Three major players in cloud computing — Amazon, Microsoft and Google — "have been fairly comfortable with their market positions" until now, Graham said, but that could always change.
"If there were going to be a challenger that was price disruptive in the sector, it would be Google, because they are in third place and they have been talking about this as a place they'd like to invest going forward," he told "Power Lunch."
Avery Sheffield, partner at VantageWay Capital, said competition could hit Amazon, not only in the cloud sector, but also in its core retail business.
"What's interesting now is that Amazon's fast, two-day delivery and low prices are not a differentiating factor anymore," Sheffield said Tuesday on CNBC's "Closing Bell." "I receive everything now from Target and Walmart in two days — $35 or under for free shipping from Walmart, no Amazon Prime fee — these companies are dramatically outstripping Amazon's own core retail sales."

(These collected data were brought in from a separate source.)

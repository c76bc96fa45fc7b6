// ABOUTME: Command-line entry point printing one report line per sensor package
// ABOUTME: Falls back to the built-in sample dataset when no packages are given
//
// SPDX-License-Identifier: MIT OR Apache-2.0
// Copyright (c) 2025 Pierre Fitness Intelligence

//! Usage:
//! ```bash
//! # Report the built-in sample packages
//! workout-tracker
//!
//! # Report custom packages
//! workout-tracker -p RUN:15000,1,75 -p SWM:720,1,80,25,40
//!
//! # JSON output, keep going past bad packages
//! workout-tracker -p XYZ:1,1,1 -p WLK:9000,1,75,180 --format json --skip-invalid
//! ```

use anyhow::Result;
use clap::Parser;
use tracing::{debug, info};
use workout_core::formatters::OutputFormat;
use workout_tracker::batch;
use workout_tracker::config::{ErrorPolicy, TrackerConfig};
use workout_tracker::logging::LoggingConfig;
use workout_tracker::packages::{sample_packages, SensorPackage};

#[derive(Parser)]
#[command(
    name = "workout-tracker",
    version,
    about = "Summarize fitness tracker sensor packages",
    long_about = "Compute distance, mean speed and calories for running (RUN), sports walking (WLK) and swimming (SWM) sensor packages."
)]
struct Cli {
    /// Sensor package as CODE:v1,v2,... (repeatable; defaults to the sample dataset)
    #[arg(long = "package", short = 'p', value_name = "CODE:VALUES")]
    packages: Vec<SensorPackage>,

    /// Output format: text or json (overrides `WORKOUT_OUTPUT_FORMAT`)
    #[arg(long, short = 'f')]
    format: Option<OutputFormat>,

    /// Skip invalid packages instead of aborting the batch
    #[arg(long)]
    skip_invalid: bool,

    /// Compute records in parallel
    #[arg(long)]
    parallel: bool,

    /// Enable debug logging
    #[arg(long, short = 'v')]
    verbose: bool,
}

fn main() -> Result<()> {
    let cli = Cli::parse();

    let logging = LoggingConfig::from_env();
    let logging = if cli.verbose {
        logging.with_level("debug")
    } else {
        logging
    };
    logging.init()?;

    let mut config = TrackerConfig::from_env()?;
    if let Some(format) = cli.format {
        config.output_format = format;
    }
    if cli.skip_invalid {
        config.error_policy = ErrorPolicy::Skip;
    }
    config.parallel |= cli.parallel;

    let packages = if cli.packages.is_empty() {
        info!("No packages given, reporting the sample dataset");
        sample_packages()
    } else {
        cli.packages
    };
    debug!(packages = packages.len(), config = ?config, "Starting report run");

    let summary = batch::run(&packages, &config, |line| println!("{line}"))?;
    for failure in &summary.failures {
        eprintln!("{}", failure.render(config.output_format)?);
    }

    Ok(())
}
//! Database module for DougHub
//! Owns the single live SQLite handle and the schema introspection
//! primitives the migration engine builds on.

use crate::backup::BackupError;
use rusqlite::{Connection, Result as SqliteResult};
use std::path::{Path, PathBuf};
use thiserror::Error;

#[derive(Debug, Error)]
pub enum DbError {
    #[error("SQLite error: {0}")]
    Sqlite(#[from] rusqlite::Error),
    #[error("IO error: {0}")]
    Io(#[from] std::io::Error),
    #[error("Database not initialized")]
    NotInitialized,
    #[error("Database corruption detected")]
    Corruption,
    #[error("FTS5 not available in this build")]
    Fts5NotAvailable,
    #[error("Migration failed: {0}")]
    Migration(String),
    #[error("Backup error: {0}")]
    Backup(#[from] BackupError),
    #[error("Restore failed: {0}")]
    Restore(String),
}

/// Owner of the store connection.
///
/// At most one live handle exists per `Database`. The handle is dropped by
/// [`Database::close`] and only [`Database::reopen`] brings it back in sync
/// with a store file that was replaced on disk (a restored snapshot is
/// invisible to an already-open connection's cached state).
pub struct Database {
    conn: Option<Connection>,
    path: PathBuf,
}

impl Database {
    /// Open or create the store at `path`.
    pub fn open(path: &Path) -> Result<Self, DbError> {
        let conn = open_connection(path)?;
        let db = Self {
            conn: Some(conn),
            path: path.to_path_buf(),
        };

        // Verify FTS5 is available (the full-text migrations depend on it)
        db.verify_fts5()?;

        Ok(db)
    }

    /// Idempotent open: a no-op when a handle is already live, so callers
    /// that do not track connection state cannot end up with two handles.
    pub fn ensure_open(&mut self) -> Result<(), DbError> {
        if self.conn.is_none() {
            self.conn = Some(open_connection(&self.path)?);
        }
        Ok(())
    }

    /// Release the handle. Safe to call when already closed.
    ///
    /// The store path is kept so that [`Database::reopen`] cannot be pointed
    /// at a different file between a restore and the reopen.
    pub fn close(&mut self) {
        if let Some(conn) = self.conn.take() {
            if let Err((_conn, err)) = conn.close() {
                tracing::warn!(%err, "store handle did not close cleanly");
            }
        }
    }

    /// Close then open. Required after the file was overwritten out-of-band.
    pub fn reopen(&mut self) -> Result<(), DbError> {
        self.close();
        self.ensure_open()
    }

    /// The live connection handle.
    ///
    /// Returns [`DbError::NotInitialized`] when the store is closed, or when a
    /// collaborator asks for the handle before migrations have opened it --
    /// that is a programming error, not a data error.
    pub fn conn(&self) -> Result<&Connection, DbError> {
        self.conn.as_ref().ok_or(DbError::NotInitialized)
    }

    /// Path of the store file.
    pub fn path(&self) -> &Path {
        &self.path
    }

    /// Read the persisted schema version.
    ///
    /// The version lives in `PRAGMA user_version`, inside the store file
    /// itself, so it travels with the file even when copied manually.
    pub fn schema_version(&self) -> Result<i32, DbError> {
        let version: i32 = self
            .conn()?
            .query_row("PRAGMA user_version", [], |row| row.get(0))?;
        Ok(version)
    }

    /// Write the persisted schema version.
    ///
    /// Issued only as the final statement of a migration step, before commit.
    pub fn set_schema_version(&self, version: i32) -> Result<(), DbError> {
        self.conn()?.pragma_update(None, "user_version", version)?;
        Ok(())
    }

    /// Does `table` exist in the store?
    pub fn table_exists(&self, table: &str) -> Result<bool, DbError> {
        Ok(table_exists(self.conn()?, table)?)
    }

    /// Does `column` exist on `table`?
    pub fn column_exists(&self, table: &str, column: &str) -> Result<bool, DbError> {
        Ok(column_exists(self.conn()?, table, column)?)
    }

    /// Flush the write-ahead log into the main file. Called before any
    /// file-level copy so the copy sees every committed page.
    pub fn checkpoint(&self) -> Result<(), DbError> {
        self.conn()?
            .execute_batch("PRAGMA wal_checkpoint(TRUNCATE);")?;
        Ok(())
    }

    /// Check database integrity
    pub fn check_integrity(&self) -> Result<(), DbError> {
        let result: String = self
            .conn()?
            .query_row("PRAGMA integrity_check", [], |row| row.get(0))?;

        if result != "ok" {
            return Err(DbError::Corruption);
        }

        Ok(())
    }

    /// Verify FTS5 extension is available (release gate)
    pub fn verify_fts5(&self) -> Result<bool, DbError> {
        let conn = self.conn()?;

        // Check if FTS5 is compiled in
        let result: SqliteResult<i32> = conn.query_row(
            "SELECT 1 WHERE EXISTS (SELECT 1 FROM pragma_compile_options WHERE compile_options = 'ENABLE_FTS5')",
            [],
            |row| row.get(0),
        );

        match result {
            Ok(_) => Ok(true),
            Err(rusqlite::Error::QueryReturnedNoRows) => {
                // Try to create a test FTS5 table as fallback verification
                match conn.execute(
                    "CREATE VIRTUAL TABLE IF NOT EXISTS _fts5_test USING fts5(content)",
                    [],
                ) {
                    Ok(_) => {
                        conn.execute("DROP TABLE IF EXISTS _fts5_test", [])?;
                        Ok(true)
                    }
                    Err(_) => Err(DbError::Fts5NotAvailable),
                }
            }
            Err(e) => Err(DbError::Sqlite(e)),
        }
    }
}

/// Does `table` exist? Usable from migration step bodies that only hold the
/// raw connection.
pub fn table_exists(conn: &Connection, table: &str) -> SqliteResult<bool> {
    let count: i64 = conn.query_row(
        "SELECT COUNT(*) FROM sqlite_master WHERE type IN ('table', 'view') AND name = ?1",
        [table],
        |row| row.get(0),
    )?;
    Ok(count > 0)
}

/// Does `column` exist on `table`? Usable from migration step bodies.
pub fn column_exists(conn: &Connection, table: &str, column: &str) -> SqliteResult<bool> {
    let count: i64 = conn.query_row(
        "SELECT COUNT(*) FROM pragma_table_info(?1) WHERE name = ?2",
        [table, column],
        |row| row.get(0),
    )?;
    Ok(count > 0)
}

/// Open a connection and apply the session options. These do not persist
/// across opens (WAL mode survives in the file header, the rest must be
/// reapplied on every real open).
fn open_connection(path: &Path) -> Result<Connection, DbError> {
    let conn = Connection::open(path)?;

    let _mode: String = conn.query_row("PRAGMA journal_mode = WAL", [], |row| row.get(0))?;
    conn.pragma_update(None, "foreign_keys", "ON")?;

    Ok(conn)
}

/// Get the application data directory
pub fn get_app_data_dir() -> PathBuf {
    dirs::data_dir()
        .unwrap_or_else(|| PathBuf::from("."))
        .join("doughub")
}

/// Get database path
pub fn get_db_path() -> PathBuf {
    get_app_data_dir().join("doughub.db")
}

/// Get backups directory
pub fn get_backups_dir() -> PathBuf {
    get_app_data_dir().join("backups")
}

On the regulatory front, fears have been stoked, at least in part, by President Donald Trump tweeting that Amazon is a "no-tax monopoly" and declaring, as Bloomberg reported, that the influence of big technology companies, including Amazon, Facebook and Google, is a "very antitrust situation."
CFRA Research senior analyst Tuna Amobi said the existential regulatory threat was "somewhat overstated."
"People tend to throw Amazon in with the likes of Facebook, Google, etc., simply because they are in that FAANG universe. There is some validity to that, but I think the company itself ... is somewhat less exposed on that front," Amobi said.
Mahaney said Amazon could reasonably push back against regulation since its overall share of retail sales is still relatively small. But oversight might not be such a bad thing for Amazon, Mahaney said.
"These platforms are getting bigger. They are more powerful, they're more influential. They should be at least scrutinized for potential abuses of power — I haven't seen that in the case of Amazon — but the larger the company, the greater the potential," Mahaney said.
Despite their concerns, about 96 percent of analysts, including Amobi, Graham and Mahaney, are bullish on Amazon. Of the 47 analysts with ratings on Amazon, 45 say investors should keep accumulating shares, according to FactSet, which is the highest ratio of buy recommendations among the 10 most valuable U.S. tech companies.